*ABOUT THIS TASK*. Please copy out each line of the listing that contains the word "shutdown".

*PROVIDED MATERIAL*.
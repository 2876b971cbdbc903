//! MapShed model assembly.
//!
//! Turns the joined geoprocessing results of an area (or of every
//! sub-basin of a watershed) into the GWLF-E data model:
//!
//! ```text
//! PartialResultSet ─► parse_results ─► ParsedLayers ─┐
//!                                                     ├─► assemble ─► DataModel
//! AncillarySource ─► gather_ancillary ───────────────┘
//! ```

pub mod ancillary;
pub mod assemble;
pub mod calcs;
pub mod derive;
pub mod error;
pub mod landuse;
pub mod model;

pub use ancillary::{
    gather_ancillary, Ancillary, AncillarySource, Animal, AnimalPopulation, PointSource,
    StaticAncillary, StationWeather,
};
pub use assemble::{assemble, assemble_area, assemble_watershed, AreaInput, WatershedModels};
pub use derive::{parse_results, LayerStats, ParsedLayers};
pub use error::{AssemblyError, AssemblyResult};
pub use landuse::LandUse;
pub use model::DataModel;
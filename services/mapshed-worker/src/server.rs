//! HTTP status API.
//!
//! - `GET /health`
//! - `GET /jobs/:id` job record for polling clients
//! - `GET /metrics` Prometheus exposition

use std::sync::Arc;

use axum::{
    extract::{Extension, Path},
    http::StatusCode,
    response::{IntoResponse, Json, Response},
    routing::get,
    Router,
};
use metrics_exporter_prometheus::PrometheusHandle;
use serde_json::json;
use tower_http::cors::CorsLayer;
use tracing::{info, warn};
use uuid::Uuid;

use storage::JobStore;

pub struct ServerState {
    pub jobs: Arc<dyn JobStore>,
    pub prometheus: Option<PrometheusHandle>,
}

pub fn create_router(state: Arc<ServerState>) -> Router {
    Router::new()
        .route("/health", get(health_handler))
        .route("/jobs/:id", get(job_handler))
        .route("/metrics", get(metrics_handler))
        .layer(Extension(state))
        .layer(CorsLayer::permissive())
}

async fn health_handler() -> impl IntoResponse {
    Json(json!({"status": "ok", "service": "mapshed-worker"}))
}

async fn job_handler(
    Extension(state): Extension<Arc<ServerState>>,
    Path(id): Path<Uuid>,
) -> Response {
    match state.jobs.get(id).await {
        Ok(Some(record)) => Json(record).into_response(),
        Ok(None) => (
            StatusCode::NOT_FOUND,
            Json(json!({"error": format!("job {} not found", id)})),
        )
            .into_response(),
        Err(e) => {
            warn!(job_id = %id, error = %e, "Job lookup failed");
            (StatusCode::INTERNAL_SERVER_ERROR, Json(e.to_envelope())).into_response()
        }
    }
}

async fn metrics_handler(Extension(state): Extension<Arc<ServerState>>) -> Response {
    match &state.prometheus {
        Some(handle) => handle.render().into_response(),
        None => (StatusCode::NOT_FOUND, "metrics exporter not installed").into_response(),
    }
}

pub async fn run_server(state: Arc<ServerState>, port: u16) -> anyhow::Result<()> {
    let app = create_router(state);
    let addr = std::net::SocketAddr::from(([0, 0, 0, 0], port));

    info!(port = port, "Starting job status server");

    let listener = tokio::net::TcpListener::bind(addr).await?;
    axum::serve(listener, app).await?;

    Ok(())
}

...

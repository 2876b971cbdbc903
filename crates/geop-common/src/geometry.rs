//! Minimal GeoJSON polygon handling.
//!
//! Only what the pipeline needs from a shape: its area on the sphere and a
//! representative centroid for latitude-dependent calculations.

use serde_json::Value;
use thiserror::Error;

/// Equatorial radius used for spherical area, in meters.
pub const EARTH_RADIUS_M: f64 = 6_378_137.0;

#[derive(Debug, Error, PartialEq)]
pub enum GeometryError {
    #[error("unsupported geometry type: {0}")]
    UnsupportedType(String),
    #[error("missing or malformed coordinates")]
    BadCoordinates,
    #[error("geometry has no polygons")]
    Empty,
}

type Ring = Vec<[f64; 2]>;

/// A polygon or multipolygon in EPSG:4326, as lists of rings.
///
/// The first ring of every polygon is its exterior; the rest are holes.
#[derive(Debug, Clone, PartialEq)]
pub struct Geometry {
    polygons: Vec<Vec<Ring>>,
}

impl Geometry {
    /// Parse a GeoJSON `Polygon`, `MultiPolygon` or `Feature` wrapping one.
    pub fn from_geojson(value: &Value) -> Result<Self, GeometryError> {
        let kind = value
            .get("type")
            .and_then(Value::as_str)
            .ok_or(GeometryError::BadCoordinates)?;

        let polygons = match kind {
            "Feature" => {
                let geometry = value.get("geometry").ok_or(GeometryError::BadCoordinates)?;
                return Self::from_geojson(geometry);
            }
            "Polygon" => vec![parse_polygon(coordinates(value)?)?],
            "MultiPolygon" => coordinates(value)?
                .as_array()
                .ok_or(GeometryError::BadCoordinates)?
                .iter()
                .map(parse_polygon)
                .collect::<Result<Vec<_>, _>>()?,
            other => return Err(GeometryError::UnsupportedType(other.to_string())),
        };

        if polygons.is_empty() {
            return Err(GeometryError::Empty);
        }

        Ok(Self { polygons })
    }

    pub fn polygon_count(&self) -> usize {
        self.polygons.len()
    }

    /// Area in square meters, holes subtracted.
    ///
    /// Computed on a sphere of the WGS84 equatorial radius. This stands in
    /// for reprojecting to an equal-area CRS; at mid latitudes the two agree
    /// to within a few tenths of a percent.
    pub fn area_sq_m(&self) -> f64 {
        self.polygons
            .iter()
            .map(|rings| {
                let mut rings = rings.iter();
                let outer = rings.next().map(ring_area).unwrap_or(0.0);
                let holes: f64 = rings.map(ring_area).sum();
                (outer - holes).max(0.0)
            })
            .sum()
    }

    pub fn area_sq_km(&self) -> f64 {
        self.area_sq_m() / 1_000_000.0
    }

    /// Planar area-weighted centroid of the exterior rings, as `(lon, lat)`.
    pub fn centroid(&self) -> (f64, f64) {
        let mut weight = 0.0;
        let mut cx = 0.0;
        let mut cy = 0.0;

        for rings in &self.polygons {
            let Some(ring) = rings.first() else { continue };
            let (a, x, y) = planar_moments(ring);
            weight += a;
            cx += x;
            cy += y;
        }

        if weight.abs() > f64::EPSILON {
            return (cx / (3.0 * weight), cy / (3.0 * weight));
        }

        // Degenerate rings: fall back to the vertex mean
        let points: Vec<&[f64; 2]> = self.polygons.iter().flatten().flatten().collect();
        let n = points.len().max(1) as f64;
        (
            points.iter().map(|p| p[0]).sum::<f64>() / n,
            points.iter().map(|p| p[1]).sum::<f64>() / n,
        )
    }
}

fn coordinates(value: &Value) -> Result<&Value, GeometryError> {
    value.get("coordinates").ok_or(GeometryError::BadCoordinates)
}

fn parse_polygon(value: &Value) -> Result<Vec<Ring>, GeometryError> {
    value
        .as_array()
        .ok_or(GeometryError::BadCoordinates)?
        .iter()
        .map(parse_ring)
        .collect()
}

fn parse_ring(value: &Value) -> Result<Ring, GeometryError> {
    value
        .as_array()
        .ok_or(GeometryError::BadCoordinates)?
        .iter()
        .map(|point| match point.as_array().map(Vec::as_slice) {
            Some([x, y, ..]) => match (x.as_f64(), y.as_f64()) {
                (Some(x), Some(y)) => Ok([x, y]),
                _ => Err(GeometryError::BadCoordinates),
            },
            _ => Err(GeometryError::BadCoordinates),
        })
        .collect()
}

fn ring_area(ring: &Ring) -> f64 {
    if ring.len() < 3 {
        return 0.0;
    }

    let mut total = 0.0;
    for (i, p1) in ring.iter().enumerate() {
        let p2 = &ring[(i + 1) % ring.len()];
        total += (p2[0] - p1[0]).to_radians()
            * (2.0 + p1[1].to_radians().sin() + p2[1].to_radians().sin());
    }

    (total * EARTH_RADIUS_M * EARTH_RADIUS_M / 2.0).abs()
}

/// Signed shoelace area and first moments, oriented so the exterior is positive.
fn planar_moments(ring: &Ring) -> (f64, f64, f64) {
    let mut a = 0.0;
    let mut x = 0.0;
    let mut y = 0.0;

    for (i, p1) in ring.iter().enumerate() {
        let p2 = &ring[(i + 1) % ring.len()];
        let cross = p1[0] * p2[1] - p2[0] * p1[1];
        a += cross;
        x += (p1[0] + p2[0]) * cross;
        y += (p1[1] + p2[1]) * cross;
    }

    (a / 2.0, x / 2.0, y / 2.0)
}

--

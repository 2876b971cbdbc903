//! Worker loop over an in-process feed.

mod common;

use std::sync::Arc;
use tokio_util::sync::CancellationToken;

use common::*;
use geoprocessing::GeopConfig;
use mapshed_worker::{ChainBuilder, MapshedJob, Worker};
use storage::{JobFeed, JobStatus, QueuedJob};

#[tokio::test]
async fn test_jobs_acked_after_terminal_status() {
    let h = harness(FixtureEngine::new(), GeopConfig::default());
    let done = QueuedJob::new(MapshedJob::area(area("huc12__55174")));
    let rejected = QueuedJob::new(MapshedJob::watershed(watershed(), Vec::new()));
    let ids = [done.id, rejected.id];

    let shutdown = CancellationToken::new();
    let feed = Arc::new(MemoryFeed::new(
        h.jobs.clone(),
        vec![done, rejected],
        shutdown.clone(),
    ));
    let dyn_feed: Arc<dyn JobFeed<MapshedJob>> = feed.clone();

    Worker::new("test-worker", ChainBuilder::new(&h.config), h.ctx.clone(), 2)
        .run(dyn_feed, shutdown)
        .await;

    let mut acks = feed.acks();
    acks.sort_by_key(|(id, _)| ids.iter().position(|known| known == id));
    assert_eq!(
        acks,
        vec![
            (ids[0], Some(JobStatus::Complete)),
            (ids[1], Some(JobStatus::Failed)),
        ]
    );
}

*RESULT*.
    let shutdown = CancellationToken::new();
        shutdown.clone(),
        .run(dyn_feed, shutdown)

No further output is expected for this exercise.